# Topic Modeling on Alternative Energy Tweets

This notebook demonstrates how topic modeling can be used to analyze public discourse on alternative energy (e.g., Solar, Lithium) using NLP techniques.
The example simulates part of a project done on global vs Bangladesh energy trends.

In [None]:
import pandas as pd
import re

# Twitter data loading 
# df = pd.read_csv('data/tweets.csv')
# Simulated tweet data
df = pd.DataFrame({
    'tweet': [
        'Tesla is revolutionizing lithium battery tech! #EV',
        'Solar panels are getting cheaper every year! https://solar.com',
        'Bangladesh explores wind energy potential.',
        'Hydrogen fuel is the future. Clean and efficient!',
        'Solar and wind can power the world 🌍'
    ]
})

# Clean the text
def clean_tweet(tweet):
    tweet = re.sub(r"http\S+|www\S+|https\S+", '', tweet, flags=re.MULTILINE)
    tweet = re.sub(r'\@\w+|\#', '', tweet)
    tweet = re.sub(r'[^\w\s]', '', tweet)
    return tweet.lower()

df['clean_text'] = df['tweet'].apply(clean_tweet)
df.head()

In [None]:
from nltk.corpus import stopwords
from nltk.tokenize import word_tokenize
import nltk

nltk.download('punkt')
nltk.download('stopwords')

stop_words = set(stopwords.words('english'))
df['tokens'] = df['clean_text'].apply(lambda x: [word for word in word_tokenize(x) if word not in stop_words and len(word) > 3])
df[['clean_text', 'tokens']].head()

In [None]:
from gensim import corpora, models

# Create dictionary and corpus
dictionary = corpora.Dictionary(df['tokens'])
corpus = [dictionary.doc2bow(text) for text in df['tokens']]

# Build LDA model
lda_model = models.LdaModel(corpus, num_topics=2, id2word=dictionary, passes=10)
topics = lda_model.print_topics()
for topic in topics:
    print(topic)

In [None]:
import pyLDAvis.gensim_models as gensimvis
import pyLDAvis

# Visualize topics
vis_data = gensimvis.prepare(lda_model, corpus, dictionary)
pyLDAvis.display(vis_data)  # Will work in Jupyter Notebook
# pyLDAvis.save_html(vis_data, 'visualizations/lda_visualization.html')

In [None]:
from sklearn.decomposition import PCA
from sklearn.feature_extraction.text import TfidfVectorizer
import matplotlib.pyplot as plt

vectorizer = TfidfVectorizer(max_features=1000)
X = vectorizer.fit_transform(df['clean_text'])

pca = PCA(n_components=2)
components = pca.fit_transform(X.toarray())

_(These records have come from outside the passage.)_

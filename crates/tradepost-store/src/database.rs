//! Database connection management.
//!
//! The [`Database`] struct owns a [`rusqlite::Connection`] and guarantees that
//! migrations are run before any other operation. It also owns the message
//! clock, so timestamps handed out by one handle never go backwards.

use std::cell::Cell;
use std::path::{Path, PathBuf};

use chrono::{DateTime, Duration, SecondsFormat, SubsecRound, Utc};
use rusqlite::types::Type;
use rusqlite::{Connection, OptionalExtension};
use uuid::Uuid;

use tradepost_shared::{UserKind, UserRef};

use crate::error::Result;
use crate::migrations;

/// Wrapper around a [`rusqlite::Connection`].
pub struct Database {
    conn: Connection,
    /// Last timestamp assigned to a write.
    last_timestamp: Cell<Option<DateTime<Utc>>>,
}

impl Database {
    /// Open (or create) a database at an explicit path.
    pub fn open_at(path: &Path) -> Result<Self> {
        tracing::info!(path = %path.display(), "opening database");

        let conn = Connection::open(path)?;
        conn.pragma_update(None, "journal_mode", "WAL")?;
        Self::init(conn)
    }

    /// Open a private in-memory database. Used by tests.
    pub fn open_in_memory() -> Result<Self> {
        Self::init(Connection::open_in_memory()?)
    }

    fn init(conn: Connection) -> Result<Self> {
        conn.pragma_update(None, "foreign_keys", "ON")?;

        migrations::run_migrations(&conn)?;

        let last: Option<String> = conn
            .query_row("SELECT MAX(timestamp) FROM messages", [], |row| row.get(0))
            .optional()?
            .flatten();
        let last_timestamp = last
            .as_deref()
            .map(|s| parse_timestamp(0, s))
            .transpose()?;

        Ok(Self {
            conn,
            last_timestamp: Cell::new(last_timestamp),
        })
    }

    /// Return a reference to the underlying `rusqlite::Connection`.
    pub fn conn(&self) -> &Connection {
        &self.conn
    }

    /// Return the filesystem path of the open database (if any).
    pub fn path(&self) -> Option<PathBuf> {
        self.conn.path().map(PathBuf::from)
    }

    /// Next write timestamp: the current time at microsecond precision, or
    /// one microsecond past the previous timestamp if the clock has not
    /// moved on (or went backwards).
    pub(crate) fn next_timestamp(&self) -> DateTime<Utc> {
        let now = Utc::now().trunc_subsecs(6);
        let ts = match self.last_timestamp.get() {
            Some(last) if last >= now => last + Duration::microseconds(1),
            _ => now,
        };
        self.last_timestamp.set(Some(ts));
        ts
    }
}

// ---------------------------------------------------------------------------
// Column codecs shared by the CRUD modules
// ---------------------------------------------------------------------------

/// Fixed-width RFC 3339 so that lexical order matches chronological order.
pub(crate) fn format_timestamp(ts: &DateTime<Utc>) -> String {
    ts.to_rfc3339_opts(SecondsFormat::Micros, true)
}

pub(crate) fn parse_timestamp(idx: usize, s: &str) -> rusqlite::Result<DateTime<Utc>> {
    DateTime::parse_from_rfc3339(s)
        .map(|dt| dt.with_timezone(&Utc))
        .map_err(|e| rusqlite::Error::FromSqlConversionFailure(idx, Type::Text, Box::new(e)))
}

pub(crate) fn parse_uuid(idx: usize, s: &str) -> rusqlite::Result<Uuid> {
    Uuid::parse_str(s)
        .map_err(|e| rusqlite::Error::FromSqlConversionFailure(idx, Type::Text, Box::new(e)))
}

pub(crate) fn parse_kind(idx: usize, s: &str) -> rusqlite::Result<UserKind> {
    s.parse()
        .map_err(|e| rusqlite::Error::FromSqlConversionFailure(idx, Type::Text, Box::new(e)))
}

/// Read a `(kind, id)` column pair starting at `idx`.
pub(crate) fn read_user_ref(row: &rusqlite::Row<'_>, idx: usize) -> rusqlite::Result<UserRef> {
    let kind: String = row.get(idx)?;
    let id: String = row.get(idx + 1)?;
    Ok(UserRef::new(parse_kind(idx, &kind)?, parse_uuid(idx + 1, &id)?))
}

/// Read a nullable `(kind, id)` column pair starting at `idx`.
pub(crate) fn read_optional_user_ref(
    row: &rusqlite::Row<'_>,
    idx: usize,
) -> rusqlite::Result<Option<UserRef>> {
    let kind: Option<String> = row.get(idx)?;
    let id: Option<String> = row.get(idx + 1)?;
    match (kind, id) {
        (Some(kind), Some(id)) => Ok(Some(UserRef::new(
            parse_kind(idx, &kind)?,
            parse_uuid(idx + 1, &id)?,
        ))),
        _ => Ok(None),
    }
}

plt.figure(figsize=(10,6))
plt.scatter(components[:,0], components[:,1], alpha=0.7)
plt.title('PCA of Tweets on Alternative Energy')
plt.xlabel('Principal Component 1')
plt.ylabel('Principal Component 2')
plt.grid(True)
plt.show()

### ✅ Summary
In this notebook, we:
- Cleaned and tokenized tweets related to alternative energy.
- Applied LDA topic modeling to identify themes.
- Used PCA to visualize tweet clusters.

This replicates part of the methodology from the research project on energy perspectives.